- Born: Ricardo Arnoldo Ramírez de León 29 December 1929 Quetzaltenango, Guatemala
- Died: 11 September 1998 (aged 68) Guatemala City, Guatemala
- Occupation: Secretary General of the URNG
- Known for: Leader of Guatemalan National Revolutionary Unity (URNG)

= Rolando Morán =

Guatemalan politician

Comandante Rolando Morán (29 December 1929 - 11 September 1998) was the nom de guerre of Ricardo Arnoldo Ramírez de León, leader of Guatemalan National Revolutionary Unity (URNG), an armed Guatemalan communist resistance organization. At the time of his death he held the post of Secretary General of the URNG.

==Life==
Born at Quetzaltenango in 1929, Ramírez studied law at the National University of San Carlos. At the end of the 1940s he became active as a counselor in the road construction trade union. He joined the Communist Party of Guatemala during the democratic period of the country (1944–54). It was in this time that he became acquainted with Che Guevara, who was touring the country. This was the beginning of a friendship of many years.

Ramírez began to fight Guatemala's rightist regime after leftist president Jacobo Árbenz was overthrown by the 1954 Guatemalan coup d'état. He was one of the organizers of the Guerrilla Army of the Poor in 1972, one of the four organizations which later formed the URNG. An anti-insurgency campaign by the army under the 1982-83 presidency of General Efraín Ríos Montt, however, set an end for Ramírez's hopes for armed resistance against the government, and it became clear to him that the end of the armed conflict could be attained probably only by a negotiated solution.

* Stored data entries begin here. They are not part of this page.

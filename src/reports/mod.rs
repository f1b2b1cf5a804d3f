//! End-user reports and the score aggregator that turns them into
//! compliance signals.

pub mod aggregator;

use chrono::{DateTime, Utc};
use serde::{Deserialize, Serialize};
use uuid::Uuid;

pub use aggregator::{ReportAggregator, ReportOutcome};

/// Category of a report.
#[derive(Debug, Clone, Copy, PartialEq, Eq, Hash, Serialize, Deserialize)]
#[serde(rename_all = "snake_case")]
pub enum ReportKind {
    Spam,
    Offensive,
    Feedback,
}

impl ReportKind {
    pub fn as_str(&self) -> &'static str {
        match self {
            Self::Spam => "spam",
            Self::Offensive => "offensive",
            Self::Feedback => "feedback",
        }
    }
}

impl std::str::FromStr for ReportKind {
    type Err = String;

    fn from_str(s: &str) -> Result<Self, Self::Err> {
        match s {
            "spam" => Ok(Self::Spam),
            "offensive" => Ok(Self::Offensive),
            "feedback" => Ok(Self::Feedback),
            other => Err(format!("unknown report kind: {other}")),
        }
    }
}

/// An immutable quality/abuse signal attached to one message.
#[derive(Debug, Clone, PartialEq)]
pub struct Report {
    pub id: Uuid,
    pub message_id: Uuid,
    pub kind: ReportKind,
    pub reason: String,
    pub created_at: DateTime<Utc>,
}

impl Report {
    pub fn new(message_id: Uuid, kind: ReportKind, reason: impl Into<String>) -> Self {
        Self {
            id: Uuid::new_v4(),
            message_id,
            kind,
            reason: reason.into(),
            created_at: Utc::now(),
        }
    }

    pub fn to_read(&self) -> ReportRead {
        ReportRead {
            id: self.id,
            report_type: self.kind,
            reason: self.reason.clone(),
        }
    }
}

/// Presentation view of a report.
#[derive(Debug, Clone, PartialEq, Serialize, Deserialize)]
pub struct ReportRead {
    pub id: Uuid,
    pub report_type: ReportKind,
    pub reason: String,
}
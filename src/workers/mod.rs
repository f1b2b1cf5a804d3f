//! Worker records, connection events, registry and compliance gating.
//!
//! - `registry`: connected workers, fingerprints, active assignment per worker
//! - `compliance`: periodic and report-triggered re-verification

pub mod compliance;
pub mod registry;

use chrono::{DateTime, Utc};
use secrecy::SecretString;
use serde::{Deserialize, Serialize};
use uuid::Uuid;

use crate::fingerprint::WorkerConfig;

pub use compliance::{ComplianceMonitor, ComplianceProbe, spawn_compliance_task};
pub use registry::{RegisteredWorker, WorkerRegistry};

/// A registered remote inference worker. Never deleted.
#[derive(Debug, Clone, Serialize)]
pub struct Worker {
    pub id: String,
    /// Credential issued on first registration.
    #[serde(skip_serializing)]
    pub api_key: SecretString,
    pub name: String,
    pub in_compliance_check: bool,
    pub next_compliance_check: Option<DateTime<Utc>>,
    /// Consecutive failed compliance checks; drives retry backoff.
    pub failed_checks: u32,
    pub created_at: DateTime<Utc>,
}

impl Worker {
    pub fn new(id: impl Into<String>, name: impl Into<String>) -> Self {
        Self {
            id: id.into(),
            api_key: SecretString::from(Uuid::new_v4().to_string()),
            name: name.into(),
            in_compliance_check: false,
            next_compliance_check: None,
            failed_checks: 0,
            created_at: Utc::now(),
        }
    }
}

/// Kind of worker lifecycle transition.
#[derive(Debug, Clone, Copy, PartialEq, Eq, Serialize, Deserialize)]
#[serde(rename_all = "snake_case")]
pub enum WorkerEventType {
    Connect,
    Disconnect,
}

impl WorkerEventType {
    pub fn as_str(&self) -> &'static str {
        match self {
            Self::Connect => "connect",
            Self::Disconnect => "disconnect",
        }
    }
}

impl std::str::FromStr for WorkerEventType {
    type Err = String;

    fn from_str(s: &str) -> Result<Self, Self::Err> {
        match s {
            "connect" => Ok(Self::Connect),
            "disconnect" => Ok(Self::Disconnect),
            other => Err(format!("unknown worker event type: {other}")),
        }
    }
}

/// Append-only record of a worker connecting or disconnecting, with the
/// configuration that was in force at that moment.
#[derive(Debug, Clone, Serialize, Deserialize)]
pub struct WorkerEvent {
    pub id: Uuid,
    pub worker_id: String,
    pub time: DateTime<Utc>,
    pub event_type: WorkerEventType,
    pub worker_config: Option<WorkerConfig>,
}

impl WorkerEvent {
    pub fn new(
        worker_id: impl Into<String>,
        event_type: WorkerEventType,
        worker_config: Option<WorkerConfig>,
        time: DateTime<Utc>,
    ) -> Self {
        Self {
            id: Uuid::new_v4(),
            worker_id: worker_id.into(),
            time,
            event_type,
            worker_config,
        }
    }
}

Ramírez was involved in the peace process between the guerrillas and the government that on 29 December 1996 ended a 36-year-long civil war. After living many years in exile, President Álvaro Arzú allowed him to return to the country, and the URNG become a legal political party. Jointly with Arzú, he received the 1996 UNESCO Félix Houphouët-Boigny Peace Prize.

Ramírez died in Guatemala City in 1998 and was survived by his wife, three sons and four grandchildren.

==Quote==
"This new democratic nation, multi-ethnic, multicultural and multilingual, luxuriant and varied as it is the nature of the population of our country, was born out of the historical synthesis of cultures, wills, opinions and feelings of all Guatemalans united in a single national élan which transcends the system of values inherited from the past." (From the acceptance speech of the UNESCO Peace Prize, 1997).

==See also==
- History of Guatemala
- Guatemalan Civil War

==Bibliography==

- Morán, Rolando. Saludos revolucionarios: la historia reciente de Guatemala desde la óptica de la lucha guerrillera (1984-1996). Guatemala: FGT, Fundación Guillermo Toriello, 2002. ISBN 99922-748-3-2
- Morán, Rolando. Saludo en el XXIII aniversario del Ejército Guerrillero de los Pobres EGP. [S.l.]: Ejército Guerrillero de los Pobres (EGP), 1995.
- Morán, Rolando. 1985. Where the Campesinos Are Consultants. Ceres. 18, no. 5: 34–38.
- Morán, Rolando, Marta Harnecker, and Mario Menéndez. Entrevistas al comandante en jefe del Ejército Guerrillero de los Pobres, Rolando Morán. Guatemala, Centroamérica: El Ejército, 1982.
- Morán, Rolando. Lettres du front guatemaltique. Paris: Francois Maspero, 1970.
- Morán, Rolando. Autobiografia di una guerriglia; Guatemala 1960-1968. Milano: Feltrinelli, 1969.